§ **Work order**
Every record must be copied exactly, from first line to last.
#### Records provided
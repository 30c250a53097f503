//! Confluence scoring, signal decision and trade planning
//!
//! Each direction collects up to four independent booleans: price inside an
//! impulse block, price inside an imbalance, a break of structure, and a
//! liquidity sweep. The count is the score. `Basic` mode drops the sweep
//! factor and never builds a trade plan.

use tracing::debug;

use crate::{
    detectors::{any_occupied, first_occupied, StructureEvent, SweepFlags},
    AnalysisConfig, Direction, Zone, OHLCV,
};

/// Which confluence factors are scored
#[derive(Debug, Clone, Copy, Default, PartialEq, Eq, serde::Serialize, serde::Deserialize)]
pub enum ConfluenceMode {
    /// Zone, imbalance and structure (0..=3). No trade plan.
    Basic,
    /// Adds the liquidity sweep factor (0..=4) and a trade plan.
    #[default]
    Extended,
}

/// Confluence factors for one direction
#[derive(Debug, Clone, Copy, Default, PartialEq, Eq, serde::Serialize, serde::Deserialize)]
pub struct DirectionalConfluence {
    pub in_zone: bool,
    pub in_imbalance: bool,
    pub structure_break: bool,
    pub liquidity_sweep: bool,
}

impl DirectionalConfluence {
    pub fn score(&self, mode: ConfluenceMode) -> u8 {
        let sweep = match mode {
            ConfluenceMode::Basic => false,
            ConfluenceMode::Extended => self.liquidity_sweep,
        };
        [self.in_zone, self.in_imbalance, self.structure_break, sweep]
            .into_iter()
            .filter(|&factor| factor)
            .count() as u8
    }
}

#[derive(Debug, Clone, Copy, Default, PartialEq, Eq, serde::Serialize, serde::Deserialize)]
pub struct ConfluenceState {
    pub bullish: DirectionalConfluence,
    pub bearish: DirectionalConfluence,
}

impl ConfluenceState {
    /// Evaluate every factor against the latest bar.
    pub fn evaluate<T: OHLCV>(
        last: &T,
        impulse_blocks: &[Zone],
        imbalances: &[Zone],
        structure: &[StructureEvent],
        sweeps: SweepFlags,
    ) -> Self {
        let side = |direction: Direction| DirectionalConfluence {
            in_zone: any_occupied(last, impulse_blocks, direction),
            in_imbalance: any_occupied(last, imbalances, direction),
            structure_break: structure.iter().any(|event| event.direction == direction),
            liquidity_sweep: sweeps.get(direction),
        };

        Self {
            bullish: side(Direction::Bullish),
            bearish: side(Direction::Bearish),
        }
    }

    pub fn get(&self, direction: Direction) -> &DirectionalConfluence {
        match direction {
            Direction::Bullish => &self.bullish,
            Direction::Bearish => &self.bearish,
        }
    }
}

/// Graded recommendation
#[derive(Debug, Clone, Copy, Default, PartialEq, Eq, Hash, serde::Serialize, serde::Deserialize)]
pub enum Signal {
    Buy,
    Sell,
    #[default]
    Neutral,
}

impl Signal {
    /// Bullish is checked first: when both scores reach `min_confluence`
    /// the result is always `Buy`.
    pub fn decide(bull_score: u8, bear_score: u8, min_confluence: u8) -> Self {
        if bull_score >= min_confluence {
            Signal::Buy
        } else if bear_score >= min_confluence {
            Signal::Sell
        } else {
            Signal::Neutral
        }
    }

    pub fn direction(self) -> Option<Direction> {
        match self {
            Signal::Buy => Some(Direction::Bullish),
            Signal::Sell => Some(Direction::Bearish),
            Signal::Neutral => None,
        }
    }
}

/// Concrete levels for a fired signal
#[derive(Debug, Clone, Copy, Default, PartialEq, serde::Serialize, serde::Deserialize)]
pub enum TradePlan {
    #[default]
    NoTrade,
    Trade {
        direction: Direction,
        entry: f64,
        stop: f64,
        target: f64,
        risk_reward: f64,
        /// Percent move from entry to target, positive when profitable
        est_return_pct: f64,
    },
}

impl TradePlan {
    /// Plan levels for `signal` off the latest bar.
    ///
    /// Entry is the last close. The stop sits `stop_buffer_pct` beyond the far
    /// edge of the first impulse block the bar occupies, or beyond the bar's
    /// own low/high when it occupies none. Target is entry plus risk times
    /// `risk_reward`.
    ///
    /// Yields `NoTrade` when the levels are unusable: non-positive entry,
    /// zero or non-finite risk, or a stop on the wrong side of entry.
    pub fn build<T: OHLCV>(
        signal: Signal,
        last: &T,
        impulse_blocks: &[Zone],
        config: &AnalysisConfig,
    ) -> Self {
        let Some(direction) = signal.direction() else {
            return TradePlan::NoTrade;
        };

        let buffer = config.stop_buffer_pct / 100.0;
        let zone_edge = first_occupied(last, impulse_blocks, direction).map(Zone::far_edge);
        let entry = last.close();
        let rr = config.risk_reward.get();

        let (stop, target) = match direction {
            Direction::Bullish => {
                let stop = zone_edge.unwrap_or_else(|| last.low()) * (1.0 - buffer);
                let risk = entry - stop;
                (stop, entry + risk * rr)
            },
            Direction::Bearish => {
                let stop = zone_edge.unwrap_or_else(|| last.high()) * (1.0 + buffer);
                let risk = stop - entry;
                (stop, entry - risk * rr)
            },
        };

        let est_return_pct = match direction {
            Direction::Bullish => (target - entry) / entry * 100.0,
            Direction::Bearish => (entry - target) / entry * 100.0,
        };

        // A stop on the wrong side of entry gives negative risk and therefore
        // a non-positive return, so one check covers every degenerate case.
        if !(entry > 0.0 && est_return_pct > 0.0 && est_return_pct.is_finite()) {
            debug!(?signal, entry, stop, target, "degenerate trade levels, no plan");
            return TradePlan::NoTrade;
        }

        TradePlan::Trade {
            direction,
            entry,
            stop,
            target,
            risk_reward: rr,
            est_return_pct,
        }
    }

    #[inline]
    pub fn is_trade(&self) -> bool {
        matches!(self, TradePlan::Trade { .. })
    }
}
########
§ **Response**
repository 30c250a53097f503
//! Confluence scoring, signal decision and trade planning
//!
//! Each direction collects up to four independent booleans: price inside an
//! impulse block, price inside an imbalance, a break of structure, and a
//! liquidity sweep. The count is the score. `Basic` mode drops the sweep
//! factor and never builds a trade plan.

use tracing::debug;

use crate::{
    detectors::{any_occupied, first_occupied, StructureEvent, SweepFlags},
    AnalysisConfig, Direction, Zone, OHLCV,
};

/// Which confluence factors are scored
#[derive(Debug, Clone, Copy, Default, PartialEq, Eq, serde::Serialize, serde::Deserialize)]
pub enum ConfluenceMode {
    /// Zone, imbalance and structure (0..=3). No trade plan.
    Basic,
    /// Adds the liquidity sweep factor (0..=4) and a trade plan.
    #[default]
    Extended,
}

/// Confluence factors for one direction
#[derive(Debug, Clone, Copy, Default, PartialEq, Eq, serde::Serialize, serde::Deserialize)]
pub struct DirectionalConfluence {
    pub in_zone: bool,
    pub in_imbalance: bool,
    pub structure_break: bool,
    pub liquidity_sweep: bool,
}

impl DirectionalConfluence {
    pub fn score(&self, mode: ConfluenceMode) -> u8 {
        let sweep = match mode {
            ConfluenceMode::Basic => false,
            ConfluenceMode::Extended => self.liquidity_sweep,
        };
        [self.in_zone, self.in_imbalance, self.structure_break, sweep]
            .into_iter()
            .filter(|&factor| factor)
            .count() as u8
    }
}

#[derive(Debug, Clone, Copy, Default, PartialEq, Eq, serde::Serialize, serde::Deserialize)]
pub struct ConfluenceState {
    pub bullish: DirectionalConfluence,
    pub bearish: DirectionalConfluence,
}

impl ConfluenceState {
    /// Evaluate every factor against the latest bar.
    pub fn evaluate<T: OHLCV>(
        last: &T,
        impulse_blocks: &[Zone],
        imbalances: &[Zone],
        structure: &[StructureEvent],
        sweeps: SweepFlags,
    ) -> Self {
        let side = |direction: Direction| DirectionalConfluence {
            in_zone: any_occupied(last, impulse_blocks, direction),
            in_imbalance: any_occupied(last, imbalances, direction),
            structure_break: structure.iter().any(|event| event.direction == direction),
            liquidity_sweep: sweeps.get(direction),
        };

        Self {
            bullish: side(Direction::Bullish),
            bearish: side(Direction::Bearish),
        }
    }

    pub fn get(&self, direction: Direction) -> &DirectionalConfluence {
        match direction {
            Direction::Bullish => &self.bullish,
            Direction::Bearish => &self.bearish,
        }
    }
}

/// Graded recommendation
#[derive(Debug, Clone, Copy, Default, PartialEq, Eq, Hash, serde::Serialize, serde::Deserialize)]
pub enum Signal {
    Buy,
    Sell,
    #[default]
    Neutral,
}

impl Signal {
    /// Bullish is checked first: when both scores reach `min_confluence`
    /// the result is always `Buy`.
    pub fn decide(bull_score: u8, bear_score: u8, min_confluence: u8) -> Self {
        if bull_score >= min_confluence {
            Signal::Buy
        } else if bear_score >= min_confluence {
            Signal::Sell
        } else {
            Signal::Neutral
        }
    }

    pub fn direction(self) -> Option<Direction> {
        match self {
            Signal::Buy => Some(Direction::Bullish),
            Signal::Sell => Some(Direction::Bearish),
            Signal::Neutral => None,
        }
    }
}

/// Concrete levels for a fired signal
#[derive(Debug, Clone, Copy, Default, PartialEq, serde::Serialize, serde::Deserialize)]
pub enum TradePlan {
    #[default]
    NoTrade,
    Trade {
        direction: Direction,
        entry: f64,
        stop: f64,
        target: f64,
        risk_reward: f64,
        /// Percent move from entry to target, positive when profitable
        est_return_pct: f64,
    },
}

impl TradePlan {
    /// Plan levels for `signal` off the latest bar.
    ///
    /// Entry is the last close. The stop sits `stop_buffer_pct` beyond the far
    /// edge of the first impulse block the bar occupies, or beyond the bar's
    /// own low/high when it occupies none. Target is entry plus risk times
    /// `risk_reward`.
    ///
    /// Yields `NoTrade` when the levels are unusable: non-positive entry,
    /// zero or non-finite risk, or a stop on the wrong side of entry.
    pub fn build<T: OHLCV>(
        signal: Signal,
        last: &T,
        impulse_blocks: &[Zone],
        config: &AnalysisConfig,
    ) -> Self {
        let Some(direction) = signal.direction() else {
            return TradePlan::NoTrade;
        };

        let buffer = config.stop_buffer_pct / 100.0;
        let zone_edge = first_occupied(last, impulse_blocks, direction).map(Zone::far_edge);
        let entry = last.close();
        let rr = config.risk_reward.get();

        let (stop, target) = match direction {
            Direction::Bullish => {
                let stop = zone_edge.unwrap_or_else(|| last.low()) * (1.0 - buffer);
                let risk = entry - stop;
                (stop, entry + risk * rr)
            },
            Direction::Bearish => {
                let stop = zone_edge.unwrap_or_else(|| last.high()) * (1.0 + buffer);
                let risk = stop - entry;
                (stop, entry - risk * rr)
            },
        };

        let est_return_pct = match direction {
            Direction::Bullish => (target - entry) / entry * 100.0,
            Direction::Bearish => (entry - target) / entry * 100.0,
        };

        // A stop on the wrong side of entry gives negative risk and therefore
        // a non-positive return, so one check covers every degenerate case.
        if !(entry > 0.0 && est_return_pct > 0.0 && est_return_pct.is_finite()) {
            debug!(?signal, entry, stop, target, "degenerate trade levels, no plan");
            return TradePlan::NoTrade;
        }

        TradePlan::Trade {
            direction,
            entry,
            stop,
            target,
            risk_reward: rr,
            est_return_pct,
        }
    }

    #[inline]
    pub fn is_trade(&self) -> bool {
        matches!(self, TradePlan::Trade { .. })
    }
}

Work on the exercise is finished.